The Onyx Research Data Platform organization represents a major investment by GSK R&D and Digital & Tech, designed to deliver a step change in our ability to leverage data, knowledge, and prediction to find new medicines. We are a full-stack shop consisting of product and portfolio leadership, data engineering, infrastructure and DevOps, data / metadata / knowledge platforms, and AI/ML and analysis platforms, all geared toward:

  • Building a next-generation data experience for GSK’s scientists, engineers, and decision-makers, increasing productivity, and reducing time spent on “data mechanics”

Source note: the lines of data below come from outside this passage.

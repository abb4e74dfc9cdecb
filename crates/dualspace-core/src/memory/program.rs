use crate::decoder::{DecodedInstruction, InstructionWord};
use crate::fault::ImageError;

/// Number of entries in the ROM program table.
pub const PROGRAM_WORDS: usize = 256;

/// Read-only program table consulted directly by ROM-space fetches.
#[derive(Debug, Clone, PartialEq, Eq)]
#[cfg_attr(feature = "serde", derive(serde::Deserialize, serde::Serialize))]
pub struct ProgramImage {
    words: Box<[InstructionWord]>,
}

impl Default for ProgramImage {
    fn default() -> Self {
        Self {
            words: vec![InstructionWord::default(); PROGRAM_WORDS].into_boxed_slice(),
        }
    }
}

impl ProgramImage {
    /// Builds a table from raw words; missing trailing entries are zero.
    ///
    /// # Errors
    ///
    /// Returns [`ImageError::ProgramTooLarge`] for more than 256 words.
    pub fn from_words(words: &[u64]) -> Result<Self, ImageError> {
        Self::check_len(words.len())?;
        let mut image = Self::default();
        for (slot, raw) in image.words.iter_mut().zip(words) {
            *slot = InstructionWord::new(*raw);
        }
        Ok(image)
    }

    /// Builds a table by encoding decoded instructions.
    ///
    /// # Errors
    ///
    /// Returns [`ImageError::ProgramTooLarge`] for more than 256 instructions.
    pub fn from_instructions(program: &[DecodedInstruction]) -> Result<Self, ImageError> {
        Self::check_len(program.len())?;
        let mut image = Self::default();
        for (slot, instruction) in image.words.iter_mut().zip(program) {
            *slot = instruction.encode();
        }
        Ok(image)
    }

    const fn check_len(len: usize) -> Result<(), ImageError> {
        if len > PROGRAM_WORDS {
            Err(ImageError::ProgramTooLarge {
                len,
                capacity: PROGRAM_WORDS,
            })
        } else {
            Ok(())
        }
    }

    /// Returns the word at `index`, or `None` past the end of the table.
    #[must_use]
    pub fn word_at(&self, index: usize) -> Option<InstructionWord> {
        self.words.get(index).copied()
    }

    /// Returns every entry in table order.
    #[must_use]
    pub fn words(&self) -> &[InstructionWord] {
        &self.words
    }
}

#[cfg(test)]
mod tests {
    use super::{ProgramImage, PROGRAM_WORDS};
    use crate::decoder::{DecodedInstruction, InstructionWord};
    use crate::encoding::Opcode;
    use crate::fault::ImageError;

    #[test]
    fn short_images_are_zero_padded_to_full_table() {
        let image = ProgramImage::from_words(&[7, 8]).expect("fits");
        assert_eq!(image.words().len(), PROGRAM_WORDS);
        assert_eq!(image.word_at(0), Some(InstructionWord::new(7)));
        assert_eq!(image.word_at(1), Some(InstructionWord::new(8)));
        assert_eq!(image.word_at(255), Some(InstructionWord::new(0)));
        assert_eq!(image.word_at(256), None);
    }

    #[test]
    fn oversized_images_are_rejected() {
        let words = vec![0u64; PROGRAM_WORDS + 4];
        assert_eq!(
            ProgramImage::from_words(&words),
            Err(ImageError::ProgramTooLarge {
                len: PROGRAM_WORDS + 4,
                capacity: PROGRAM_WORDS
            })
        );
    }

    #[test]
    fn instruction_images_are_encoded_in_order() {
        let program = [
            DecodedInstruction::new(Opcode::Scan).with_write_select(1),
            DecodedInstruction::new(Opcode::Output).with_read_a(1),
        ];
        let image = ProgramImage::from_instructions(&program).expect("fits");
        assert_eq!(image.word_at(0), Some(program[0].encode()));
        assert_eq!(image.word_at(1), Some(program[1].encode()));
    }
}
//! Architectural machine state primitives.

/// Register file types and storage model.
pub mod registers;
/// Run state and instruction-space selection.
pub mod run_state;

pub use registers::{RegisterFile, RegisterIndex, RegisterSelector, REGISTER_COUNT};
pub use run_state::{ExecutionMode, RunState};
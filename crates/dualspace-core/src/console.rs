//! Console front ends for the `SCAN`/`OUTPUT` seam.

use std::collections::VecDeque;
use std::io::{BufRead, Write};

use crate::Console;

/// Deterministic console fed from a fixed input queue; output is captured.
#[derive(Debug, Clone, Default, PartialEq, Eq)]
pub struct ScriptedConsole {
    input: VecDeque<String>,
    output: Vec<u32>,
}

impl ScriptedConsole {
    /// Creates a console that answers reads from `lines` in order.
    #[must_use]
    pub fn new<I, S>(lines: I) -> Self
    where
        I: IntoIterator<Item = S>,
        S: Into<String>,
    {
        Self {
            input: lines.into_iter().map(Into::into).collect(),
            output: Vec::new(),
        }
    }

    /// Values written so far, in emission order.
    #[must_use]
    pub fn output(&self) -> &[u32] {
        &self.output
    }

    /// Number of input lines not yet consumed.
    #[must_use]
    pub fn pending_input(&self) -> usize {
        self.input.len()
    }
}

impl Console for ScriptedConsole {
    fn read_line(&mut self) -> Option<String> {
        self.input.pop_front()
    }

    fn write_value(&mut self, value: u32) {
        self.output.push(value);
    }
}

/// Console bound to a line reader and a writer, such as stdin/stdout.
pub struct StdConsole<R, W> {
    reader: R,
    writer: W,
}

impl StdConsole<std::io::StdinLock<'static>, std::io::Stdout> {
    /// Creates a console on the process's standard input and output.
    #[must_use]
    pub fn stdio() -> Self {
        Self::new(std::io::stdin().lock(), std::io::stdout())
    }
}

impl<R: BufRead, W: Write> StdConsole<R, W> {
    /// Creates a console over arbitrary streams.
    pub fn new(reader: R, writer: W) -> Self {
        Self { reader, writer }
    }

    /// Returns the writer, e.g. to inspect captured output.
    pub fn into_writer(self) -> W {
        self.writer
    }
}

impl<R: BufRead, W: Write> Console for StdConsole<R, W> {
    fn read_line(&mut self) -> Option<String> {
        let mut line = String::new();
        match self.reader.read_line(&mut line) {
            Ok(0) => None,
            Ok(_) => Some(line),
            Err(err) => {
                log::error!("console read failed: {err}");
                None
            }
        }
    }

    fn write_value(&mut self, value: u32) {
        if let Err(err) = writeln!(self.writer, "{value}").and_then(|()| self.writer.flush()) {
            log::error!("console write failed: {err}");
        }
    }
}
use super::CycleState;
use crate::{DecodedInstruction, ExecutionMode};

/// Relative ROM branches wrap modulo the program table length.
const ROM_BRANCH_MODULUS: u32 = 256;

/// Location of the next fetch.
#[derive(Debug, Clone, Copy, PartialEq, Eq, Hash)]
pub struct FetchTarget {
    /// Instruction index in `mode`.
    pub pc: u32,
    /// Instruction space.
    pub mode: ExecutionMode,
}

/// Chooses where the next instruction comes from.
///
/// Control flow is redirected when a comparison produced a nonzero `branch`
/// or when the instruction's RAM bit differs from the active space. A
/// redirect lands on `output` when the RAM bit or `goto` is set, or on
/// `(pc + branch) mod 256` otherwise. A space switch always lands on
/// `output` in the requested space. Without a redirect the PC advances by
/// one in the current space.
#[must_use]
pub fn next_fetch_target(
    instruction: &DecodedInstruction,
    cycle: &CycleState,
    pc: u32,
    mode: ExecutionMode,
) -> FetchTarget {
    let requested = ExecutionMode::from_ram_bit(instruction.ram_mode);
    let switching = requested != mode;

    if cycle.branch == 0 && !switching {
        return FetchTarget {
            pc: pc.wrapping_add(1),
            mode,
        };
    }

    let pc = if switching || instruction.ram_mode || instruction.goto {
        cycle.output
    } else {
        pc.wrapping_add(u32::from(cycle.branch)) % ROM_BRANCH_MODULUS
    };

    FetchTarget {
        pc,
        mode: requested,
    }
}
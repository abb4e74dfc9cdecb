/// Number of architecturally visible general-purpose registers.
pub const REGISTER_COUNT: usize = 16;

/// Index of one general-purpose register (`0..=15`).
#[derive(Debug, Clone, Copy, PartialEq, Eq, Hash, PartialOrd, Ord)]
#[cfg_attr(feature = "serde", derive(serde::Deserialize, serde::Serialize))]
pub struct RegisterIndex(u8);

impl RegisterIndex {
    /// Creates an index, rejecting values outside the register file.
    #[must_use]
    #[allow(clippy::cast_possible_truncation)]
    pub const fn new(index: usize) -> Option<Self> {
        if index < REGISTER_COUNT {
            Some(Self(index as u8))
        } else {
            None
        }
    }

    /// Returns the array index for this register.
    #[must_use]
    pub const fn index(self) -> usize {
        self.0 as usize
    }

    /// Returns the 1-based selector that addresses this register.
    #[must_use]
    pub const fn selector(self) -> u8 {
        self.0 + 1
    }
}

/// Meaning of an 8-bit, 1-based register selector field.
#[derive(Debug, Clone, Copy, PartialEq, Eq, Hash)]
pub enum RegisterSelector {
    /// Selector 0: no operand.
    Disabled,
    /// Selectors 1..=16.
    Register(RegisterIndex),
    /// Selectors 17..=255 name no register.
    OutOfRange(u8),
}

impl RegisterSelector {
    /// Interprets a raw selector field.
    #[must_use]
    pub const fn from_field(field: u8) -> Self {
        if field == 0 {
            return Self::Disabled;
        }
        match RegisterIndex::new(field as usize - 1) {
            Some(index) => Self::Register(index),
            None => Self::OutOfRange(field),
        }
    }
}

/// Sixteen 32-bit unsigned general-purpose registers.
#[derive(Debug, Clone, PartialEq, Eq, Default)]
#[cfg_attr(feature = "serde", derive(serde::Deserialize, serde::Serialize))]
pub struct RegisterFile {
    values: [u32; REGISTER_COUNT],
}

impl RegisterFile {
    /// Reads one register.
    #[must_use]
    pub const fn get(&self, reg: RegisterIndex) -> u32 {
        self.values[reg.index()]
    }

    /// Writes one register.
    pub fn set(&mut self, reg: RegisterIndex, value: u32) {
        self.values[reg.index()] = value;
    }

    /// Reads a register by 1-based selector; `None` for 0 or selectors > 16.
    #[must_use]
    pub const fn get_by_selector(&self, selector: u8) -> Option<u32> {
        match RegisterSelector::from_field(selector) {
            RegisterSelector::Register(reg) => Some(self.get(reg)),
            RegisterSelector::Disabled | RegisterSelector::OutOfRange(_) => None,
        }
    }

    /// Returns all register values in index order.
    #[must_use]
    pub const fn values(&self) -> &[u32; REGISTER_COUNT] {
        &self.values
    }
}

#[cfg(test)]
mod tests {
    use super::{RegisterFile, RegisterIndex, RegisterSelector, REGISTER_COUNT};

    #[test]
    fn selector_zero_is_disabled() {
        assert_eq!(RegisterSelector::from_field(0), RegisterSelector::Disabled);
    }

    #[test]
    fn selectors_one_to_sixteen_are_a_bijection_onto_indices() {
        for selector in 1u8..=16 {
            let RegisterSelector::Register(reg) = RegisterSelector::from_field(selector) else {
                panic!("selector {selector} should name a register");
            };
            assert_eq!(reg.index(), usize::from(selector) - 1);
            assert_eq!(reg.selector(), selector);
        }
    }

    #[test]
    fn selectors_above_sixteen_are_out_of_range() {
        for selector in 17u8..=255 {
            assert_eq!(
                RegisterSelector::from_field(selector),
                RegisterSelector::OutOfRange(selector)
            );
        }
    }

    #[test]
    fn register_index_rejects_values_past_the_file() {
        assert!(RegisterIndex::new(REGISTER_COUNT - 1).is_some());
        assert!(RegisterIndex::new(REGISTER_COUNT).is_none());
    }

    #[test]
    fn register_file_tracks_each_register_independently() {
        let mut regs = RegisterFile::default();
        for index in 0..REGISTER_COUNT {
            let reg = RegisterIndex::new(index).expect("index in range");
            regs.set(reg, u32::try_from(index).expect("fits") * 0x0101_0101);
        }
        for index in 0..REGISTER_COUNT {
            let reg = RegisterIndex::new(index).expect("index in range");
            assert_eq!(
                regs.get(reg),
                u32::try_from(index).expect("fits") * 0x0101_0101
            );
        }
    }

    #[test]
    fn get_by_selector_uses_one_based_addressing() {
        let mut regs = RegisterFile::default();
        regs.set(RegisterIndex::new(0).expect("index in range"), 11);
        regs.set(RegisterIndex::new(15).expect("index in range"), 99);

        assert_eq!(regs.get_by_selector(0), None);
        assert_eq!(regs.get_by_selector(1), Some(11));
        assert_eq!(regs.get_by_selector(16), Some(99));
        assert_eq!(regs.get_by_selector(17), None);
    }
}
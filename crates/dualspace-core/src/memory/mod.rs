//! Memory model: the 256-byte data/instruction RAM and the ROM program table.

/// Fetch-range policy helpers for both instruction spaces.
pub mod access;
/// Fixed 256-entry ROM program table.
pub mod program;

pub use access::{validate_ram_fetch, validate_rom_fetch};
pub use program::{ProgramImage, PROGRAM_WORDS};

use crate::decoder::{InstructionWord, INSTRUCTION_WORD_BYTES};
use crate::fault::ImageError;

/// Size in bytes of the data/instruction RAM.
pub const MEMORY_BYTES: usize = 256;

/// Byte-addressable RAM shared by data accesses and RAM-space fetches.
#[derive(Debug, Clone, PartialEq, Eq)]
#[cfg_attr(feature = "serde", derive(serde::Deserialize, serde::Serialize))]
pub struct Memory {
    bytes: Box<[u8]>,
}

impl Default for Memory {
    fn default() -> Self {
        Self {
            bytes: vec![0; MEMORY_BYTES].into_boxed_slice(),
        }
    }
}

impl Memory {
    /// Creates memory preloaded with `image` at address 0; the rest is zero.
    ///
    /// # Errors
    ///
    /// Returns [`ImageError::MemoryTooLarge`] when `image` exceeds 256 bytes.
    pub fn from_image(image: &[u8]) -> Result<Self, ImageError> {
        if image.len() > MEMORY_BYTES {
            return Err(ImageError::MemoryTooLarge {
                len: image.len(),
                capacity: MEMORY_BYTES,
            });
        }
        let mut memory = Self::default();
        memory.bytes[..image.len()].copy_from_slice(image);
        Ok(memory)
    }

    /// Reads one byte. Every `u8` address is in range.
    #[must_use]
    pub fn read(&self, addr: u8) -> u8 {
        self.bytes[usize::from(addr)]
    }

    /// Writes one byte.
    pub fn write(&mut self, addr: u8, value: u8) {
        self.bytes[usize::from(addr)] = value;
    }

    /// Assembles the instruction word stored at `byte_addr..byte_addr + 8`.
    ///
    /// Returns `None` when the eight bytes do not fit inside memory.
    #[must_use]
    pub fn instruction_at(&self, byte_addr: usize) -> Option<InstructionWord> {
        let end = byte_addr.checked_add(INSTRUCTION_WORD_BYTES)?;
        let slice = self.bytes.get(byte_addr..end)?;
        let mut bytes = [0u8; INSTRUCTION_WORD_BYTES];
        bytes.copy_from_slice(slice);
        Some(InstructionWord::from_le_bytes(bytes))
    }

    /// Stores an instruction word at `byte_addr`, lowest byte first.
    ///
    /// Returns `false` and leaves memory untouched when it does not fit.
    pub fn store_instruction(&mut self, byte_addr: usize, word: InstructionWord) -> bool {
        let Some(end) = byte_addr.checked_add(INSTRUCTION_WORD_BYTES) else {
            return false;
        };
        let Some(slice) = self.bytes.get_mut(byte_addr..end) else {
            return false;
        };
        slice.copy_from_slice(&word.to_le_bytes());
        true
    }

    /// Returns the full backing store.
    #[must_use]
    pub fn as_bytes(&self) -> &[u8] {
        &self.bytes
    }

    /// Zeroes every byte.
    pub fn clear(&mut self) {
        self.bytes.fill(0);
    }
}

  • Providing best-in-class AI/ML and data analysis environments to accelerate our predictive capabilities and attract top-tier talent

  • Aggressively engineering our data at scale to unlock the value of our combined data assets and predictions in real-time

Data Engineering is responsible for the design, delivery, support, and maintenance of industrialised automated end to end data services and pipelines. They apply standardised data models and mapping to ensure data is accessible for end users in end-to-end user tools through use of APIs. They define and embed best practices and ensure compliance with Quality Management practices and alignment to automated data governance. They also acquire and process internal and external, structure and unstructured data in line with Product requirements.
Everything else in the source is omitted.